The initial all-PCU implant showed limited ability to distribute pressure, The pressure score of 37% calculated for this case reflects on the small contact area (151mm2) subject to relatively high contact pressures (> 1.85MPa). The implant’s ability to distribute pressure improved significantly when circumferential reinforcement fibers were added. Applying a pretension force of 20N during fixation, improved pressure distribution and increased the contact area (273mm2). A small region of focal pressure concentration still existed in this case, but the pressure score increased markedly to 77%. Finally, it was found that optimal pressure distribution (87%) can be attained when a force of 30 to 50N is applied. In this configuration, peak pressures and coverage area (1.65MPa and 310mm2) were similar to those of the natural meniscus (1.61MPa and 373 mm2, respectively).

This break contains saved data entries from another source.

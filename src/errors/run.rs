//! Top-level run errors and process exit codes

use thiserror::Error;

use super::{FetchError, GraphError, PlanError};

/// No plan file was found
pub const NO_PLAN: u8 = 251;
/// Plan, snapshot or credentials were rejected
pub const INVALID_RUN: u8 = 253;
/// The user interrupted the run
pub const INTERRUPTED: u8 = 254;
/// Anything unexpected, including graph invariant violations
pub const UNKNOWN_ERROR: u8 = 255;

/// Errors that stop a run
#[derive(Error, Debug)]
pub enum RunError {
    #[error(transparent)]
    Plan(#[from] PlanError),

    #[error(transparent)]
    Fetch(#[from] FetchError),

    #[error("Graph invariant violated: {0}")]
    Graph(#[from] GraphError),

    #[error("Run interrupted")]
    Interrupted,

    #[error("Region task failed: {0}")]
    Task(String),
}

impl RunError {
    /// Exit code that distinguishes the failure class for the caller
    pub fn exit_code(&self) -> u8 {
        match self {
            RunError::Plan(PlanError::NotFound(_)) => NO_PLAN,
            RunError::Plan(_) => INVALID_RUN,
            RunError::Fetch(_) => INVALID_RUN,
            RunError::Interrupted => INTERRUPTED,
            RunError::Graph(_) | RunError::Task(_) => UNKNOWN_ERROR,
        }
    }
}
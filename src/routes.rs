//! Route classification: which route tables of a VPC forward traffic towards
//! a destination range, and through what.

use serde::{Deserialize, Serialize};
use std::fmt;
use tracing::debug;

use crate::cidr;
use crate::inventory::{RouteRecord, RouteTableRecord, Vpc};

/// Destination (and gateway) value that marks intra-VPC traffic
pub const LOCAL: &str = "local";

#[derive(Serialize, Deserialize, Clone, Copy, Debug, PartialEq, Eq, Hash, PartialOrd, Ord)]
pub enum RouteMechanism {
    Direct,
    Peering,
    TransitGateway,
}

impl RouteMechanism {
    pub fn as_str(&self) -> &'static str {
        match self {
            RouteMechanism::Direct => "Direct",
            RouteMechanism::Peering => "Peering",
            RouteMechanism::TransitGateway => "TransitGateway",
        }
    }

    pub fn is_gateway(&self) -> bool {
        !matches!(self, RouteMechanism::Direct)
    }
}

impl fmt::Display for RouteMechanism {
    fn fmt(&self, f: &mut fmt::Formatter<'_>) -> fmt::Result {
        f.write_str(self.as_str())
    }
}

#[derive(Serialize, Deserialize, Clone, Debug, PartialEq, Eq)]
pub struct RouteEntry {
    pub destination: String,
    pub mechanism: RouteMechanism,
    /// Transit gateway or peering id; for direct routes the gateway id, if any
    pub target_id: String,
    pub gateway_id: Option<String>,
}

fn present(id: &Option<String>) -> Option<&str> {
    id.as_deref().map(str::trim).filter(|s| !s.is_empty())
}

impl RouteEntry {
    /// Returns `None` for routes without a CIDR destination (prefix lists).
    ///
    /// A transit gateway id takes precedence over a peering id when upstream
    /// data carries both.
    pub fn from_record(record: &RouteRecord) -> Option<Self> {
        let destination = present(&record.destination_cidr_block)?.to_string();
        let gateway_id = present(&record.gateway_id).map(str::to_string);

        let (mechanism, target_id) = if let Some(tgw) = present(&record.transit_gateway_id) {
            (RouteMechanism::TransitGateway, tgw.to_string())
        } else if let Some(pcx) = present(&record.vpc_peering_connection_id) {
            (RouteMechanism::Peering, pcx.to_string())
        } else {
            (RouteMechanism::Direct, gateway_id.clone().unwrap_or_default())
        };

        Some(Self {
            destination,
            mechanism,
            target_id,
            gateway_id,
        })
    }

    pub fn is_local(&self) -> bool {
        self.destination == LOCAL || self.gateway_id.as_deref() == Some(LOCAL)
    }
}

#[derive(Serialize, Deserialize, Clone, Debug, PartialEq, Eq)]
pub struct RouteTable {
    pub id: String,
    pub vpc_id: String,
    pub entries: Vec<RouteEntry>,
}

impl RouteTable {
    pub fn from_record(record: &RouteTableRecord) -> Self {
        Self {
            id: record.route_table_id.clone(),
            vpc_id: record.vpc_id.clone(),
            entries: record
                .routes
                .iter()
                .filter_map(RouteEntry::from_record)
                .collect(),
        }
    }
}

#[derive(Serialize, Deserialize, Clone, Debug, PartialEq, Eq)]
pub struct RouteRelationship {
    pub route_table_id: String,
    pub mechanism: RouteMechanism,
    pub target_id: String,
}

/// Every route of `source` that forwards traffic into `destination_cidr`.
///
/// One relationship per qualifying entry, in table then entry order; nothing
/// is deduplicated.
pub fn classify_routes(
    source: &Vpc,
    route_tables: &[RouteTable],
    destination_cidr: &str,
) -> Vec<RouteRelationship> {
    let mut relationships = Vec::new();

    for table in route_tables.iter().filter(|t| t.vpc_id == source.id) {
        for entry in &table.entries {
            if entry.is_local() {
                continue;
            }
            if !cidr::overlaps_or_false(&entry.destination, destination_cidr) {
                continue;
            }
            debug!(
                "Route {} in {} of {} reaches {} ({})",
                entry.destination, table.id, source.id, destination_cidr, entry.mechanism
            );
            relationships.push(RouteRelationship {
                route_table_id: table.id.clone(),
                mechanism: entry.mechanism,
                target_id: entry.target_id.clone(),
            });
        }
    }

    relationships
}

We conclude that peripheral reinforcement of the implant (similar to the natural meniscus microstructure), in addition to pretension of 30 to 50N can significantly improve TP pressure distributions. The results are in agreement with other studies, reported on pressure distribution improvement due to reinforcement and/or pretension. We believe that the current device can be used in future as a practical solution for patients suffering from severe meniscal injury.